3. Datadog: Giving the cloud a silver lining

The shift to cloud computing was already in full swing but was unceremoniously pushed forward by the pandemic. The strategic importance of monitoring and maintaining these cloud-based systems can't be overstated, and it's more important than ever before to keep these employee- and customer-facing systems up and running, as any downtime can become critical and costly. That's where DataDog (NASDAQ:DDOG) comes in.

The cloud-native platform-as-a-service (PaaS) provider offers a wide variety of monitoring services that gather vital information from across a business's cloud operations, pulling the data into a single dashboard, and notifying developers when there's a problem that could result in crucial downtime. DataDog's ability to break down silos and bring together otherwise fragmented data into one place makes it a top pick among developers.
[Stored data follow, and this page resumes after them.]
//! Single-series transformations.

use crate::model::observation::{Observation, Series};
use crate::model::view::TransformKind;

/// Lag used by [`TransformKind::PctChangeYoy`]. Assumes monthly cadence.
pub const YOY_LAG: usize = 12;

/// Applies `kind` to `series`.
///
/// Missing values are dropped first; lags and the index base are taken over
/// the remaining points. The result keeps `series_id`, and every observation
/// in it has a finite value.
pub fn transform(series: &Series, kind: TransformKind) -> Series {
    let points = series.points();
    let values: Vec<f64> = points.iter().map(|point| point.value).collect();

    let transformed: Vec<Option<f64>> = match kind {
        TransformKind::Raw => values.iter().copied().map(Some).collect(),
        TransformKind::PctChangeMom => pct_change(&values, 1),
        TransformKind::PctChangeYoy => pct_change(&values, YOY_LAG),
        TransformKind::Index100 => match values.first().copied() {
            Some(base) => values.iter().map(|value| Some(value / base * 100.0)).collect(),
            None => Vec::new(),
        },
    };

    Series {
        series_id: series.series_id.clone(),
        observations: points
            .iter()
            .zip(transformed)
            .filter_map(|(point, value)| {
                value
                    .filter(|value| value.is_finite())
                    .map(|value| Observation::new(point.date, Some(value)))
            })
            .collect(),
    }
}

/// Percent change against the value `lag` positions back; `None` where no
/// reference exists.
fn pct_change(values: &[f64], lag: usize) -> Vec<Option<f64>> {
    values
        .iter()
        .enumerate()
        .map(|(index, value)| {
            index
                .checked_sub(lag)
                .map(|reference| (value / values[reference] - 1.0) * 100.0)
        })
        .collect()
}

#[cfg(test)]
mod tests {
    use super::{transform, YOY_LAG};
    use crate::model::observation::{Observation, Series};
    use crate::model::view::TransformKind;
    use chrono::NaiveDate;

    fn month(index: u32) -> NaiveDate {
        NaiveDate::from_ymd_opt(2020 + (index / 12) as i32, index % 12 + 1, 1).unwrap()
    }

    fn series_of(values: &[Option<f64>]) -> Series {
        Series {
            series_id: "S1".to_string(),
            observations: values
                .iter()
                .enumerate()
                .map(|(index, value)| Observation::new(month(index as u32), *value))
                .collect(),
        }
    }

    fn values_of(series: &Series) -> Vec<f64> {
        series
            .observations
            .iter()
            .map(|observation| observation.value.unwrap())
            .collect()
    }

    fn assert_close(actual: &[f64], expected: &[f64]) {
        assert_eq!(actual.len(), expected.len(), "{actual:?} vs {expected:?}");
        for (a, e) in actual.iter().zip(expected) {
            assert!((a - e).abs() < 1e-9, "{actual:?} vs {expected:?}");
        }
    }

    #[test]
    fn raw_drops_missing_and_is_idempotent() {
        let input = series_of(&[Some(1.0), None, Some(3.0)]);
        let once = transform(&input, TransformKind::Raw);
        assert_eq!(once.len(), 2);
        assert_eq!(once.series_id, "S1");
        assert_eq!(once.observations[1].date, month(2));

        let twice = transform(&once, TransformKind::Raw);
        assert_eq!(once, twice);
    }

    #[test]
    fn mom_scenario_yields_ten_percent_steps() {
        let input = series_of(&[Some(100.0), Some(110.0), Some(121.0)]);
        let output = transform(&input, TransformKind::PctChangeMom);

        assert_eq!(output.observations[0].date, month(1));
        assert_eq!(output.observations[1].date, month(2));
        assert_close(&values_of(&output), &[10.0, 10.0]);
    }

    #[test]
    fn mom_output_is_shorter_than_input() {
        for n in 1..6 {
            let values: Vec<Option<f64>> = (1..=n).map(|v| Some(v as f64)).collect();
            let output = transform(&series_of(&values), TransformKind::PctChangeMom);
            assert!(output.len() <= n - 1);
        }
        let empty = transform(&series_of(&[]), TransformKind::PctChangeMom);
        assert!(empty.is_empty());
    }

    #[test]
    fn mom_drops_points_after_a_zero_reference() {
        let input = series_of(&[Some(0.0), Some(5.0), Some(10.0)]);
        let output = transform(&input, TransformKind::PctChangeMom);
        assert_eq!(output.len(), 1);
        assert_eq!(output.observations[0].date, month(2));
        assert_close(&values_of(&output), &[100.0]);
    }

    #[test]
    fn yoy_uses_twelve_point_lag() {
        let values: Vec<Option<f64>> = (0..14).map(|v| Some(100.0 + v as f64)).collect();
        let output = transform(&series_of(&values), TransformKind::PctChangeYoy);

        assert_eq!(output.len(), 14 - YOY_LAG);
        assert_eq!(output.observations[0].date, month(12));
        assert_close(&values_of(&output), &[12.0, 1200.0 / 101.0]);
    }

    #[test]
    fn index_100_starts_at_100_and_is_scale_invariant() {
        let values = [Some(100.0), Some(150.0), Some(75.0)];
        let output = transform(&series_of(&values), TransformKind::Index100);
        assert_close(&values_of(&output), &[100.0, 150.0, 75.0]);

        let scaled: Vec<Option<f64>> = values.iter().map(|v| v.map(|v| v * -3.5)).collect();
        let scaled_output = transform(&series_of(&scaled), TransformKind::Index100);
        assert_close(&values_of(&scaled_output), &values_of(&output));
    }

    #[test]
    fn index_100_uses_first_present_value_as_base() {
        let output = transform(
            &series_of(&[None, Some(50.0), Some(100.0)]),
            TransformKind::Index100,
        );
        assert_eq!(output.observations[0].date, month(1));
        assert_close(&values_of(&output), &[100.0, 200.0]);
    }

    #[test]
    fn index_100_with_zero_base_drops_every_point() {
        let output = transform(
            &series_of(&[Some(0.0), Some(1.0), Some(2.0)]),
            TransformKind::Index100,
        );
        assert!(output.is_empty());
    }
}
That's why the platform has been selected as a top choice for application performance monitoring by research company Gartner, which named it one of the "Visionaries" for 2020 in its vaunted Magic Quadrant. The company was also identified as an industry leader in intelligent application and service monitoring by Forrester Research. Customers agree, with a whopping 98% giving DataDog a four or five-star rating.  

Business is brisk. For the first nine months of 2020, DataDog reported revenue that grew 71% year over year. The company is also on the verge of consistent profitability, cutting its losses by 85% so far this year. What's even more impressive is that DataDog has notched these achievements just one year after the company went public.

The need to keep critical systems up and running has never been more important, so investors should consider taking DataDog for a walk.

CRWD Chart

Data by YCharts

A word on valuation

Each of these companies offers the opportunity for mind-boggling growth over the coming decade, but like many high-growth stocks, they land in the high-risk, high-reward category. As such, they are by no means cheap. CrowdStrike, DataDog, and Twilio are selling at 53, 51, and 34 times forward sales, respectively -- when a good price-to-sales ratio is generally considered to be between 1 and 2. That high sticker price is partially explained by each stock's performance so far this year, as noted in the chart above.

Each of these companies has come to understand a fundamental, yet critical fact for software-as-a-service businesses: the lifetime value of new customers is much higher than what's being spent now to acquire them, so profits could remain elusive for these high-flyers.

Thus far, however, investors have been more than willing to pay up for the impressive top-line growth and the potential for explosive profits that remains.